San Francisco Transport Map.png


Looks like State Senator Scott Weiner saw my map and was inspired. However, the legislation he introduced would take my idea too far for a lot of communities here in SF. My idea is to put the power in the hands of the property owners. Mr. Weiner's would put the power in the hands of those who have the money for large scale developments. When the power is in the hands of developers, this can to lead to gentrification which is not in the interests our communities. If we can bring down the scale of his legislation to a more community-friendly version similar to mine then I can see more communities getting behind it.

San Francisco Loves Public Transportation

Public transportation has always been an amenity of living in San Francisco. Whether it’s BART, Muni, Light Rail, or even the cable cars, there has always been a way to get around the city inexpensively. And this is what many SF lovers want. They want an easy way to get around the city that doesn't include looking for parking, parking tickets or being towed. People have expressed they want to live near public trans.  So I went to our housing data to see what it would look like if we had more housing near it.

Using Assessor-Recorder Role data, I was able to create a map showing how many units could be created if we did small tweaks to our housing density near our major transport lines.
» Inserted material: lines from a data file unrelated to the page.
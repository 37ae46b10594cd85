#![allow(clippy::must_use_candidate)]
#![allow(clippy::return_self_not_must_use)]
#![allow(clippy::missing_errors_doc)]
#![allow(clippy::doc_markdown)]
#![allow(clippy::module_name_repetitions)]

//! Core types for the tessera embedding engine.
//!
//! This crate provides the vocabulary shared by training, job orchestration
//! and prediction:
//!
//! - [`EntityId`] / [`RelationType`] - identifiers for nodes and edge types
//! - [`Triplet`] - a `(head, relation, tail)` fact
//! - [`GraphNode`] / [`GraphEdge`] - rows as delivered by the graph store
//! - [`GraphSnapshot`] - one scope's nodes and edges, with triplet derivation
//!
//! # Example
//!
//! ```rust
//! use tessera_core::{GraphEdge, GraphNode, GraphSnapshot};
//!
//! let snapshot = GraphSnapshot::new(
//!     vec![GraphNode::new("marie"), GraphNode::new("radium")],
//!     vec![GraphEdge::new("marie", "discovered", "radium")],
//! );
//!
//! let triplets = snapshot.triplets();
//! assert_eq!(triplets.len(), 1);
//! assert_eq!(triplets[0].relation.as_str(), "discovered");
//! ```

mod entity;
mod graph;
mod relation;
mod triplet;

pub use entity::{EntityId, GraphNode};
pub use graph::GraphSnapshot;
pub use relation::{GraphEdge, RelationType};
pub use triplet::Triplet;
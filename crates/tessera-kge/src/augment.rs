//! Contextual augmentation of trained vectors.
//!
//! The persisted vector of an entity or relation type is the trained vector,
//! forced to [`D_BASE`] components, followed by [`D_CONTEXT`] structural
//! features. The total length [`D_TOTAL`] is a storage contract with the
//! persistence layer, which is why [`ContextualEmbedding`] is a fixed-size
//! array and rejects any other length when deserialized.
//!
//! Features are deterministic functions of the structural metadata:
//!
//! | Slot | Feature |
//! |------|---------|
//! | 0 | stable hash of the label / type, in `[0, 1]` |
//! | 1 | stable hash of the scope id, in `[0, 1]` |
//! | 2 | `min(payload_size, 1000) / 1000` |
//! | 3-4 | zero |

use crate::error::{Error, Result};
use serde::{Deserialize, Serialize};
use sha2::{Digest, Sha256};

/// Components taken from the trained vector.
pub const D_BASE: usize = 45;
/// Structural feature components.
pub const D_CONTEXT: usize = 5;
/// Persisted vector length.
pub const D_TOTAL: usize = D_BASE + D_CONTEXT;

/// Payload sizes at or above this map to feature value 1.0.
pub const PAYLOAD_SIZE_CAP: usize = 1000;

const HASH_BUCKETS: u64 = 10_000;

/// Structural metadata of one entity or relation type.
#[derive(Debug, Clone, PartialEq, Eq, Serialize, Deserialize)]
#[serde(rename_all = "camelCase")]
pub struct StructuralContext {
    /// Label of an entity, or the relation type itself.
    pub label: String,
    /// Graph / topic the vector belongs to.
    pub scope_id: String,
    /// Entity: bytes of serialized properties. Relation: edges of that type.
    pub payload_size: usize,
}

impl StructuralContext {
    pub fn new(label: impl Into<String>, scope_id: impl Into<String>, payload_size: usize) -> Self {
        Self {
            label: label.into(),
            scope_id: scope_id.into(),
            payload_size,
        }
    }

    /// The [`D_CONTEXT`] feature values.
    pub fn features(&self) -> [f32; D_CONTEXT] {
        let mut features = [0.0; D_CONTEXT];
        features[0] = unit_hash(&self.label);
        features[1] = unit_hash(&self.scope_id);
        features[2] = self.payload_size.min(PAYLOAD_SIZE_CAP) as f32 / PAYLOAD_SIZE_CAP as f32;
        features
    }
}

/// Map a string to `[0, 1]` through SHA-256, stable across platforms and
/// releases.
fn unit_hash(s: &str) -> f32 {
    let digest = Sha256::digest(s.as_bytes());
    let mut prefix = [0u8; 8];
    prefix.copy_from_slice(&digest[..8]);
    let bucket = u64::from_be_bytes(prefix) % HASH_BUCKETS;
    bucket as f32 / (HASH_BUCKETS - 1) as f32
}

/// A persisted vector of exactly [`D_TOTAL`] components.
#[derive(Debug, Clone, Copy, PartialEq, Serialize, Deserialize)]
#[serde(try_from = "Vec<f32>", into = "Vec<f32>")]
pub struct ContextualEmbedding([f32; D_TOTAL]);

impl ContextualEmbedding {
    /// All components.
    pub fn as_slice(&self) -> &[f32] {
        &self.0
    }

    /// The trained part.
    pub fn base(&self) -> &[f32] {
        &self.0[..D_BASE]
    }

    /// The structural feature part.
    pub fn context(&self) -> &[f32] {
        &self.0[D_BASE..]
    }

    pub fn to_vec(&self) -> Vec<f32> {
        self.0.to_vec()
    }
}

impl TryFrom<Vec<f32>> for ContextualEmbedding {
    type Error = Error;

    fn try_from(v: Vec<f32>) -> Result<Self> {
        Self::try_from(v.as_slice())
    }
}

impl TryFrom<&[f32]> for ContextualEmbedding {
    type Error = Error;

    fn try_from(v: &[f32]) -> Result<Self> {
        let array: [f32; D_TOTAL] = v.try_into().map_err(|_| Error::DimensionMismatch {
            expected: D_TOTAL,
            actual: v.len(),
        })?;
        Ok(Self(array))
    }
}

impl From<ContextualEmbedding> for Vec<f32> {
    fn from(e: ContextualEmbedding) -> Self {
        e.0.to_vec()
    }
}

impl AsRef<[f32]> for ContextualEmbedding {
    fn as_ref(&self) -> &[f32] {
        &self.0
    }
}

/// Blend a trained vector with its structural features.
///
/// The trained vector is truncated or zero-padded to [`D_BASE`].
pub fn augment(base: &[f32], context: &StructuralContext) -> ContextualEmbedding {
    let mut out = [0.0; D_TOTAL];
    let n = base.len().min(D_BASE);
    out[..n].copy_from_slice(&base[..n]);
    out[D_BASE..].copy_from_slice(&context.features());
    ContextualEmbedding(out)
}
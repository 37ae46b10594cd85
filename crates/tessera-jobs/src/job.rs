//! Training job records.

use chrono::{DateTime, Utc};
use serde::{Deserialize, Serialize};
use std::fmt;
use tessera_kge::TrainingConfig;
use uuid::Uuid;

/// Lifecycle state of a [`TrainingJob`].
///
/// ```text
/// Pending -> Processing -> Completed
///                 |  ^
///                 |  +--- stale reclaim (stays Processing)
///                 v
///               Failed
/// ```
#[derive(Debug, Clone, Copy, PartialEq, Eq, Hash, Serialize, Deserialize)]
#[serde(rename_all = "SCREAMING_SNAKE_CASE")]
pub enum JobStatus {
    Pending,
    Processing,
    Completed,
    Failed,
}

impl fmt::Display for JobStatus {
    fn fmt(&self, f: &mut fmt::Formatter<'_>) -> fmt::Result {
        let s = match self {
            Self::Pending => "PENDING",
            Self::Processing => "PROCESSING",
            Self::Completed => "COMPLETED",
            Self::Failed => "FAILED",
        };
        f.write_str(s)
    }
}

/// One resumable training run over a graph scope.
///
/// `processed_epochs` always matches the checkpoint named by
/// `checkpoint_ref`: both are updated together, after the blob is written.
#[derive(Debug, Clone, PartialEq, Serialize, Deserialize)]
#[serde(rename_all = "camelCase")]
pub struct TrainingJob {
    pub id: String,
    /// Graph or topic the job trains on.
    pub scope_id: String,
    pub status: JobStatus,
    pub processed_epochs: usize,
    pub total_epoch_budget: usize,
    /// Key of the latest checkpoint blob, if any.
    #[serde(default)]
    pub checkpoint_ref: Option<String>,
    pub config: TrainingConfig,
    pub created_at: DateTime<Utc>,
    #[serde(default)]
    pub started_at: Option<DateTime<Utc>>,
    pub updated_at: DateTime<Utc>,
    /// Failure message of a `Failed` job.
    #[serde(default)]
    pub error: Option<String>,
}

impl TrainingJob {
    /// New `Pending` job with a random id.
    pub fn new(
        scope_id: impl Into<String>,
        config: TrainingConfig,
        total_epoch_budget: usize,
    ) -> Self {
        Self::new_at(scope_id, config, total_epoch_budget, Utc::now())
    }

    /// New `Pending` job created at `now`.
    pub fn new_at(
        scope_id: impl Into<String>,
        config: TrainingConfig,
        total_epoch_budget: usize,
        now: DateTime<Utc>,
    ) -> Self {
        Self {
            id: Uuid::new_v4().to_string(),
            scope_id: scope_id.into(),
            status: JobStatus::Pending,
            processed_epochs: 0,
            total_epoch_budget,
            checkpoint_ref: None,
            config,
            created_at: now,
            started_at: None,
            updated_at: now,
            error: None,
        }
    }

    /// Use a caller-chosen id instead of a random one.
    pub fn with_id(mut self, id: impl Into<String>) -> Self {
        self.id = id.into();
        self
    }

    /// Epochs left before the budget is exhausted.
    pub fn remaining_epochs(&self) -> usize {
        self.total_epoch_budget.saturating_sub(self.processed_epochs)
    }

    /// Fraction of the budget already trained, in `[0, 1]`.
    pub fn progress(&self) -> f64 {
        if self.total_epoch_budget == 0 {
            return 1.0;
        }
        (self.processed_epochs as f64 / self.total_epoch_budget as f64).min(1.0)
    }

    /// A `Processing` job last touched before `threshold`.
    pub fn is_stale(&self, threshold: DateTime<Utc>) -> bool {
        self.status == JobStatus::Processing && self.updated_at < threshold
    }
}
Currently, the city has only made this possible, for the most part, on the street where the transit line is located. I thought, since people can walk farther than half a block, let’s expand our housing and create a larger transit buffer promoting more homes near our public transport. As a result, we could possibly increase our housing by almost 70,000 units. Wow.

New Housing Won't Happen Fast

While new homes will not be built overnight, it is a way for San Francisco to say it cares for its residents, a way to reduce its ecological footprint and way to show forward thinking beyond today.

This, combined with other ideas such as In-laws and density ideas I have mentioned at AccessSF.org, San Francisco can work for its citizens to ease the economic pressure causing Ellis Act, Owner Move-In and other no-fault evictions. These ideas are a win-win for San Francisco.

The lack of productive dialogue and constructive debate on possible solutions was one of the main reasons for me to run for County Assessor. From my experiences, and those around me, I hope to show possible outside-the-mainstream approaches to the housing crisis.

San Francisco needs City officials with the backbone to stand up for what is good for the city. This is the voice I will bring to City Hall. Seeing how the Assessor’s office can help bring housing laws out of the 1970’s and into the modern era.